Captain Reuben B. Boston raised a company in Northwestern Fluvanna. He was killed two days before Lee’s surrender at Appomattox and became the last Fluvanna citizen to be killed in that terrible conflict. He is buried at Lake Monticello.

In a letter home, one Fluvanna soldier who was fighting Sheridan in the valley warned his wife of Yankee raiders. He advised that she not to leave the house under any circumstances and that she bury any valuables.

Fortunately, there were no direct confrontations in Fluvanna. The closest the Union soldiers came was to nearby Scottsville in 1865 where General Philip Sheridan and General George Armstrong Custer occupied the town and made their headquarters at Cliffside, a local home. From Scottsville, the troops destroyed the James River Canal. They destroyed seven bridges at Columbia and broke the lock there. In Scottsville, they destroyed mills, factories, and bridges. In Palmyra, they burned the covered bridge and two mills. The mill at Solitude Farm was spared only because the women, on their knees, pleaded that it not be destroyed.

Following the war, the United Daughters of the Confederacy raised money to erect a monument to the fallen sons of Fluvanna. As a bevy of little girls sang “The Bonnie Blue Flag,” the cornerstone was laid on August 23, 1901. It still stands today in the little park in front of the Old Stone Jail. For years, the Confederate Veterans would hold reunions there.

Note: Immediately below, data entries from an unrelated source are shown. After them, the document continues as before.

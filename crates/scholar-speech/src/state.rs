//! Speech state machines.
//!
//! Recognition:
//! - Idle -> Listening (start listening)
//! - Listening -> Idle (explicit stop, fatal engine error, restart give-up)
//!
//! Every Listening -> Idle move the caller did not ask for is reported as a
//! [`ListeningEnded`] reason.
//!
//! Synthesis:
//! - Idle -> Speaking (speak)
//! - Speaking -> Speaking (speak again: the previous utterance is cancelled)
//! - Speaking -> Idle (finished, failed, cancelled)

use std::fmt;

use serde::{Deserialize, Serialize};

/// Externally visible recognition state.
///
/// Engine restarts while listening never show up here.
#[derive(Debug, Clone, Copy, PartialEq, Eq, Hash, Serialize, Deserialize)]
pub enum RecognitionState {
    Idle,
    Listening,
}

impl fmt::Display for RecognitionState {
    fn fmt(&self, f: &mut fmt::Formatter<'_>) -> fmt::Result {
        match self {
            RecognitionState::Idle => write!(f, "Idle"),
            RecognitionState::Listening => write!(f, "Listening"),
        }
    }
}

impl RecognitionState {
    /// Returns whether a transition from `self` to `target` is valid.
    pub fn can_transition_to(&self, target: &RecognitionState) -> bool {
        matches!(
            (self, target),
            (RecognitionState::Idle, RecognitionState::Listening)
                | (RecognitionState::Listening, RecognitionState::Idle)
        )
    }
}

/// Why recognition left `Listening` without a `stop_listening` call.
#[derive(Debug, Clone, PartialEq, Eq, Serialize, Deserialize)]
pub enum ListeningEnded {
    /// The engine stopped and automatic restart is turned off.
    EngineStopped,
    /// The engine stopped too often within a minute; restarts were abandoned.
    RestartLimit,
    /// The engine reported an unrecoverable error.
    Fatal(String),
    /// The engine stopped and could not be started again.
    RestartFailed(String),
}

impl fmt::Display for ListeningEnded {
    fn fmt(&self, f: &mut fmt::Formatter<'_>) -> fmt::Result {
        match self {
            ListeningEnded::EngineStopped => write!(f, "speech engine stopped"),
            ListeningEnded::RestartLimit => write!(f, "speech engine keeps stopping"),
            ListeningEnded::Fatal(msg) => write!(f, "speech engine error: {}", msg),
            ListeningEnded::RestartFailed(msg) => {
                write!(f, "speech engine restart failed: {}", msg)
            }
        }
    }
}

/// Synthesis state of the shared speech output.
#[derive(Debug, Clone, Copy, PartialEq, Eq, Hash, Serialize, Deserialize)]
pub enum SynthesisState {
    Idle,
    Speaking,
}

impl fmt::Display for SynthesisState {
    fn fmt(&self, f: &mut fmt::Formatter<'_>) -> fmt::Result {
        match self {
            SynthesisState::Idle => write!(f, "Idle"),
            SynthesisState::Speaking => write!(f, "Speaking"),
        }
    }
}

impl SynthesisState {
    /// Returns whether a transition from `self` to `target` is valid.
    pub fn can_transition_to(&self, target: &SynthesisState) -> bool {
        matches!(
            (self, target),
            (SynthesisState::Idle, SynthesisState::Speaking)
                | (SynthesisState::Speaking, SynthesisState::Speaking)
                | (SynthesisState::Speaking, SynthesisState::Idle)
        )
    }
}

// =============================================================================
// Tests
// =============================================================================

These included much pomp and circumstance, complete with parades and speeches. The Village Green was thronged with visitors, citizens, and old veterans who greeted each other.

The last and most memorable reunion was in 1919 when returning World War I veterans joined the remaining Confederates at the monument in Palmyra.

During opening exercises each year, the Virginia Military Institute in Lexington still honors the Fluvanna native and Confederate soldier who was the first cadet when the school opened in 1839. John Bowie “Jack Alloway” Strange was reared at Oak Hill, located below Palmyra on the Rivanna. Strange rose to the rank of colonel before being mortally wounded in 1862 during the battle of South Mountain in Maryland.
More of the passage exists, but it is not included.